Problem for any nice, dithering self respecting, theologian type Anglican bishop who aspires to the throne of Canterbury is that the majority of Anglicans nowadays aren't English at all. They're African. Not only are they African, but they're fire breathing, Bible thumping, Oxford educated Africans who think homosexuals should be put in jail, women should not be ordained priest (much less bishop) and who believe in the supernatural, the miracles of the Bible, exorcisms and all that other awfully un-English sort of stuff.
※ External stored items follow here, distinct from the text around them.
//! Capability interfaces for remote services.
//!
//! Each trait is one narrow capability a protocol implementation may offer.
//! A single type often implements several (a local filesystem backend can
//! download, upload and resolve names), and callers hold them through
//! separate [`ProtocolRegistry`](super::ProtocolRegistry) instances so a
//! scheme that cannot upload simply has no upload handler.

use bytes::Bytes;
use thiserror::Error;

use super::lookup::{ServiceOutcome, ServiceParams};
use crate::fingerprint::RemoteFileId;
use crate::range::Range;
use crate::BoxFuture;

/// Failure of one service call.
///
/// These never reach the application directly: the transfer manager retries
/// the next candidate and only reports a status once every candidate failed.
#[derive(Debug, Clone, Error, PartialEq, Eq)]
pub enum ServiceError {
    #[error("operation not supported by {0}")]
    Unsupported(String),

    #[error("{0}")]
    General(String),

    #[error("network error: {0}")]
    Network(String),

    #[error("not found: {0}")]
    NotFound(String),

    #[error("access denied: {0}")]
    Forbidden(String),
}

impl ServiceError {
    /// The reason reported back to the service lookup.
    pub fn outcome(&self) -> ServiceOutcome {
        match self {
            ServiceError::Unsupported(_) => ServiceOutcome::Unsupported,
            ServiceError::General(_) => ServiceOutcome::GeneralError,
            ServiceError::Network(_) => ServiceOutcome::NetworkError,
            ServiceError::NotFound(_) => ServiceOutcome::NotFound,
            ServiceError::Forbidden(_) => ServiceOutcome::Forbidden,
        }
    }
}

/// Bytes returned by a download.
#[derive(Debug, Clone, PartialEq, Eq)]
pub struct Downloaded {
    /// Data starting at the requested range's start byte.
    pub data: Bytes,
    /// Size of the whole file, when the service reports it.
    pub total_size: Option<u64>,
}

pub trait DownloadHandler: Send + Sync {
    /// Fetches `range` of the file at `uri`.
    ///
    /// A service may return fewer bytes than requested when the file ends
    /// before the range does.
    fn download<'a>(
        &'a self,
        uri: &'a url::Url,
        params: &'a ServiceParams,
        range: &'a Range,
    ) -> BoxFuture<'a, Result<Downloaded, ServiceError>>;

    /// Whether the file at `uri` exists.
    fn exists<'a>(
        &'a self,
        uri: &'a url::Url,
        params: &'a ServiceParams,
    ) -> BoxFuture<'a, Result<bool, ServiceError>>;

    /// Whether the handler delivers bytes strictly in order.
    fn in_order_stream(&self) -> bool {
        true
    }
}

pub trait UploadHandler: Send + Sync {
    /// Stores `data` at `uri`, replacing any existing file.
    fn upload<'a>(
        &'a self,
        uri: &'a url::Url,
        params: &'a ServiceParams,
        data: Bytes,
    ) -> BoxFuture<'a, Result<(), ServiceError>>;

    /// Deletes the file at `uri`.
    fn remove<'a>(
        &'a self,
        uri: &'a url::Url,
        params: &'a ServiceParams,
    ) -> BoxFuture<'a, Result<(), ServiceError>>;
}

/// Resolves a human-readable name to content.
pub trait NameLookupHandler: Send + Sync {
    fn lookup_name<'a>(
        &'a self,
        name: &'a url::Url,
        params: &'a ServiceParams,
    ) -> BoxFuture<'a, Result<RemoteFileId, ServiceError>>;
}

/// Registers a name for already uploaded content.
pub trait NameUploadHandler: Send + Sync {
    fn upload_name<'a>(
        &'a self,
        name: &'a url::Url,
        params: &'a ServiceParams,
        target: &'a RemoteFileId,
    ) -> BoxFuture<'a, Result<(), ServiceError>>;
}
So the Archbishop of Canterbury has to turn up at international bishops' conferences hoping for a quiet cup of tea and a cucumber sandwich with the Mother's Union and perhaps a theological reflection on the 'dazzling darkness of God' with a gentlemanly debate about vicar's funeral fees to liven up the afternoon, and instead he is faced with rabid fundamentalist feminists from New York City, the homosexualist campaigners with Mary Flashpool and Jean Robinson at the head of the pride parade, and on the other side the wide eyed Evangelicals from Africa who consider such people to be an abomination--balanced by the fervent Anglo Catholics who still think the Anglican Church will one day "embrace her Catholic patrimony" and be re-united with Rome.
No wonder he wants to retire to a nice cosy chair of philosophy in Cambridge. "Gosh, is that the time? And is there honey still for tea and shall we tootle off to Kings' for Evensong? Shall we?" There the poor man can forget all the troubles of the Anglican communion and conduct tutorials in theology and ponder the imponderables and perhaps preach from time to time at Little Saint Mary's where they have incense and very nice vestments and a select few retire to the Vicar's for Sunday lunch.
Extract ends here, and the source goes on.